From the records below, print exactly the lines starting at the one containing "let file_name = file_path" and ending at the one containing "Method::GET | Method::PUT", ends included, and nothing else.

-------- Dataset content

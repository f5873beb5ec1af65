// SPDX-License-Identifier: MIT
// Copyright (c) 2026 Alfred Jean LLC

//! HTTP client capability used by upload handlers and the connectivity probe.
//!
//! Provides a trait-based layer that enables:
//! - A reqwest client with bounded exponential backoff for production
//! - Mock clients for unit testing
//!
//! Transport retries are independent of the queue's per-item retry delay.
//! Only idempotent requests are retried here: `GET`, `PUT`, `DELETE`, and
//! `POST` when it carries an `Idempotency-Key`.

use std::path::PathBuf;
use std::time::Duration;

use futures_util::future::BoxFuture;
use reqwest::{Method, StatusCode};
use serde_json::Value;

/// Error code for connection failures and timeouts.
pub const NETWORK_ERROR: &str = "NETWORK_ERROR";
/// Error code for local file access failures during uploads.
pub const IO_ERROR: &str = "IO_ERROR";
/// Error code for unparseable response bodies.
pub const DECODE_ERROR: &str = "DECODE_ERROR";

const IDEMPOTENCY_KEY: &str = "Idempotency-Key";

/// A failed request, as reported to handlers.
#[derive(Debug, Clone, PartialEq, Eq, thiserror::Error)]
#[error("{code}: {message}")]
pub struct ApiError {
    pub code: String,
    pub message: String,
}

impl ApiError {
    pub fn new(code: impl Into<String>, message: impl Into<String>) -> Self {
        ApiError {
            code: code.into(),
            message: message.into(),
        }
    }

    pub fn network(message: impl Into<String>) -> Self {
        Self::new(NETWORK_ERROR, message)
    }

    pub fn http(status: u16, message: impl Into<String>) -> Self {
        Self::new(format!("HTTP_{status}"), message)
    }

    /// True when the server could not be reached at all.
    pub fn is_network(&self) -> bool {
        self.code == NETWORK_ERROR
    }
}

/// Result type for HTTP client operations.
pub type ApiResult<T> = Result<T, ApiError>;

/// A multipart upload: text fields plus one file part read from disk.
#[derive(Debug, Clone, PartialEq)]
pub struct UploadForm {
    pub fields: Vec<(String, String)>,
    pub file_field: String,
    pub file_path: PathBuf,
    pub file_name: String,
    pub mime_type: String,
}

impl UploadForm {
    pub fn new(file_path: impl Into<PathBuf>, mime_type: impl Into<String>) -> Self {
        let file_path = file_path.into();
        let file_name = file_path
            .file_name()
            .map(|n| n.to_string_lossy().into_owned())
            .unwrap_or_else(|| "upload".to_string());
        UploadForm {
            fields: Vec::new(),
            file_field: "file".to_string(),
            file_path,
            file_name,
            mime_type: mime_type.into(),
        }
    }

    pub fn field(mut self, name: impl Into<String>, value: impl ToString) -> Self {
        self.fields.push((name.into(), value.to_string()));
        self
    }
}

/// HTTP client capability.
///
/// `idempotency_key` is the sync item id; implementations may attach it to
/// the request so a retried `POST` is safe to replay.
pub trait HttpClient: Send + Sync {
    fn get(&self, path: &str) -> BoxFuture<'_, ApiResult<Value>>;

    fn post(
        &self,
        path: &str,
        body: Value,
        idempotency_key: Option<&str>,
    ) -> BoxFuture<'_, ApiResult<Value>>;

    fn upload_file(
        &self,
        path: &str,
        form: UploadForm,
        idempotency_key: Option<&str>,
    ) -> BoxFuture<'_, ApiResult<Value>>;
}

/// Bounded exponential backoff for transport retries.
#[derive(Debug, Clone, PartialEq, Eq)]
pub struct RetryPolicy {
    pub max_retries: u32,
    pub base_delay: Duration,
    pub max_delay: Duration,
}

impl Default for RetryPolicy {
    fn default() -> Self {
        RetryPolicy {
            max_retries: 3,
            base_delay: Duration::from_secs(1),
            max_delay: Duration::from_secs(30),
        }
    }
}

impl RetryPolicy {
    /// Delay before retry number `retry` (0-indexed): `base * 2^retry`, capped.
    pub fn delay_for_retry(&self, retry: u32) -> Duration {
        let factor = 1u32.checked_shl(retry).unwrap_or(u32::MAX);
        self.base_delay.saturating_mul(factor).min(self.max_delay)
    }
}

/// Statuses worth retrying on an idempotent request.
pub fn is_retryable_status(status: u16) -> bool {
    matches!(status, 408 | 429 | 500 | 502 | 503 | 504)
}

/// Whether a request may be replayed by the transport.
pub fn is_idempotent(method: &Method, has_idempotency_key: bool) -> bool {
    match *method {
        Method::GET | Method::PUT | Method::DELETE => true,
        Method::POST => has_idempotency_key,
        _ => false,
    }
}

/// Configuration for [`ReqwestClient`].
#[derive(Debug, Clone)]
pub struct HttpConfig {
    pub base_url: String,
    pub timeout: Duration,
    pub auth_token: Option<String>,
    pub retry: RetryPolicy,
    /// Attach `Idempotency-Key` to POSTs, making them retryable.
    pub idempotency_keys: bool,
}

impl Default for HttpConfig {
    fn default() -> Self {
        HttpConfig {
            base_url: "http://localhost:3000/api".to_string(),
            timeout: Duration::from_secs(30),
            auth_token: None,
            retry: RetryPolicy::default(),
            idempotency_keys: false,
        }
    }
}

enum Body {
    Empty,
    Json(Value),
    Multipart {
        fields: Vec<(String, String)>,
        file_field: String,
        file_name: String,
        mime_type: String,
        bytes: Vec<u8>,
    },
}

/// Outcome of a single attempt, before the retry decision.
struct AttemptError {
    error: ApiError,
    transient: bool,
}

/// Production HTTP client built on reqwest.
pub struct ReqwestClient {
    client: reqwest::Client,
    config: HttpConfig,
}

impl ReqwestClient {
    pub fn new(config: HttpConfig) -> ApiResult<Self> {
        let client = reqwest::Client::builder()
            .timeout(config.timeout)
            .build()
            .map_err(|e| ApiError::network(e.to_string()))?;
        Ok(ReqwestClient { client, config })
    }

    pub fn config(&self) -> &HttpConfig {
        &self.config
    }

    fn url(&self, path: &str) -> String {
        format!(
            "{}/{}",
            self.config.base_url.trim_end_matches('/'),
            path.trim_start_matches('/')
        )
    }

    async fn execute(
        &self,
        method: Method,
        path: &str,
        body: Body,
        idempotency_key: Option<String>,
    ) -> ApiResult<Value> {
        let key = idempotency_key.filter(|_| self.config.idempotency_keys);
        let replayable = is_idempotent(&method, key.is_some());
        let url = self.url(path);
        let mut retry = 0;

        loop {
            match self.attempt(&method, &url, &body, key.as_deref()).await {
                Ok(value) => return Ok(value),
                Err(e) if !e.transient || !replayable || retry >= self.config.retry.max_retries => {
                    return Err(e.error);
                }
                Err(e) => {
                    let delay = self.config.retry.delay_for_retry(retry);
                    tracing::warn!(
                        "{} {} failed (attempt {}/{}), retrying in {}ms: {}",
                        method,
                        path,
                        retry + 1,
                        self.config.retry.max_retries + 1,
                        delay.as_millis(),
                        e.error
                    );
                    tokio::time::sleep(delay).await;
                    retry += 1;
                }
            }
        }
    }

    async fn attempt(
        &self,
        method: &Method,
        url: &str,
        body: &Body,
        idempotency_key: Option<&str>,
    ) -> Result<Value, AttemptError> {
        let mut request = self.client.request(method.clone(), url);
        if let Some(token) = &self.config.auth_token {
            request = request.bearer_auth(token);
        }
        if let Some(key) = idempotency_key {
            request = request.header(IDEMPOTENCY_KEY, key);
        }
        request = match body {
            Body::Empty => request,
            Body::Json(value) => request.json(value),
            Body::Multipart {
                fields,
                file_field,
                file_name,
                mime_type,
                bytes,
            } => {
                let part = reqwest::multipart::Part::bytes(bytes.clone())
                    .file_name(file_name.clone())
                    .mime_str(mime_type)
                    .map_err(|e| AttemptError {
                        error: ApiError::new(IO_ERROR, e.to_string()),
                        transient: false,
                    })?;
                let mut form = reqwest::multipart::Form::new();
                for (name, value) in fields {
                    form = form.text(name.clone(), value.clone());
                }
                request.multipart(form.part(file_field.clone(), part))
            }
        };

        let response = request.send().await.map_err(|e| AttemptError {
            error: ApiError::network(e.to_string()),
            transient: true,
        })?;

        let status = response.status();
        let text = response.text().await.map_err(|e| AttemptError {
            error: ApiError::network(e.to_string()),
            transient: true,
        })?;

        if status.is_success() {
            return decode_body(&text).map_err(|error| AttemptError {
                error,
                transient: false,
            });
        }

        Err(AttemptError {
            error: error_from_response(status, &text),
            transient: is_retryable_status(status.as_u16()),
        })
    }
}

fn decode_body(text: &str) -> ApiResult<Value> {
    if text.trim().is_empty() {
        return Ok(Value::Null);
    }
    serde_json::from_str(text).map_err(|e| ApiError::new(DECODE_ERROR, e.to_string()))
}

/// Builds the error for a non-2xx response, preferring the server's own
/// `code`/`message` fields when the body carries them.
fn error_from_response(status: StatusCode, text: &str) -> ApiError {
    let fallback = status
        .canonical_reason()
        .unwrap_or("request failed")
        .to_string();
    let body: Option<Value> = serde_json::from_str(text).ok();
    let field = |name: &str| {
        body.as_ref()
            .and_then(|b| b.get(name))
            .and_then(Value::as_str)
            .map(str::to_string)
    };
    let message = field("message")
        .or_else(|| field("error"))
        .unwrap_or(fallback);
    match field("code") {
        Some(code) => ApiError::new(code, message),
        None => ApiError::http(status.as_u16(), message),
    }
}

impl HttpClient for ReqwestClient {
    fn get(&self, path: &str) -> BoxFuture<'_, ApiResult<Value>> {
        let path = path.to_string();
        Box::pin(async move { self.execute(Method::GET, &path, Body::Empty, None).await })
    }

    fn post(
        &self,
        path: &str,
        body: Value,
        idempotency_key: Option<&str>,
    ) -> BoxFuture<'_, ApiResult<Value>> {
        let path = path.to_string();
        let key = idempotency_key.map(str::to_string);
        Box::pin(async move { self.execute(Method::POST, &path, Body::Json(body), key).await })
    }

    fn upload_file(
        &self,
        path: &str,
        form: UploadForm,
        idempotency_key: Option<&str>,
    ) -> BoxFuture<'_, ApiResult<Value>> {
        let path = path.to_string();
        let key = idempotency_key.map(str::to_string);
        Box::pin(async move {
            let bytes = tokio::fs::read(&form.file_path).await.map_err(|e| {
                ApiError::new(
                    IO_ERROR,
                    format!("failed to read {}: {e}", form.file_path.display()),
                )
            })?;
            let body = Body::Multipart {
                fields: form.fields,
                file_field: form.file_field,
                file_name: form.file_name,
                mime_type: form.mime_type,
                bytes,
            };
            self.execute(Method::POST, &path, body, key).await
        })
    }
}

----------------

**Written solution**.
        let file_name = file_path
            .file_name()
            .map(|n| n.to_string_lossy().into_owned())
            .unwrap_or_else(|| "upload".to_string());
        UploadForm {
            fields: Vec::new(),
            file_field: "file".to_string(),
            file_path,
            file_name,
            mime_type: mime_type.into(),
        }
    }

    pub fn field(mut self, name: impl Into<String>, value: impl ToString) -> Self {
        self.fields.push((name.into(), value.to_string()));
        self
    }
}

/// HTTP client capability.
///
/// `idempotency_key` is the sync item id; implementations may attach it to
/// the request so a retried `POST` is safe to replay.
pub trait HttpClient: Send + Sync {
    fn get(&self, path: &str) -> BoxFuture<'_, ApiResult<Value>>;

    fn post(
        &self,
        path: &str,
        body: Value,
        idempotency_key: Option<&str>,
    ) -> BoxFuture<'_, ApiResult<Value>>;

    fn upload_file(
        &self,
        path: &str,
        form: UploadForm,
        idempotency_key: Option<&str>,
    ) -> BoxFuture<'_, ApiResult<Value>>;
}

/// Bounded exponential backoff for transport retries.
#[derive(Debug, Clone, PartialEq, Eq)]
pub struct RetryPolicy {
    pub max_retries: u32,
    pub base_delay: Duration,
    pub max_delay: Duration,
}

impl Default for RetryPolicy {
    fn default() -> Self {
        RetryPolicy {
            max_retries: 3,
            base_delay: Duration::from_secs(1),
            max_delay: Duration::from_secs(30),
        }
    }
}

impl RetryPolicy {
    /// Delay before retry number `retry` (0-indexed): `base * 2^retry`, capped.
    pub fn delay_for_retry(&self, retry: u32) -> Duration {
        let factor = 1u32.checked_shl(retry).unwrap_or(u32::MAX);
        self.base_delay.saturating_mul(factor).min(self.max_delay)
    }
}

/// Statuses worth retrying on an idempotent request.
pub fn is_retryable_status(status: u16) -> bool {
    matches!(status, 408 | 429 | 500 | 502 | 503 | 504)
}

/// Whether a request may be replayed by the transport.
pub fn is_idempotent(method: &Method, has_idempotency_key: bool) -> bool {
    match *method {
        Method::GET | Method::PUT | Method::DELETE => true,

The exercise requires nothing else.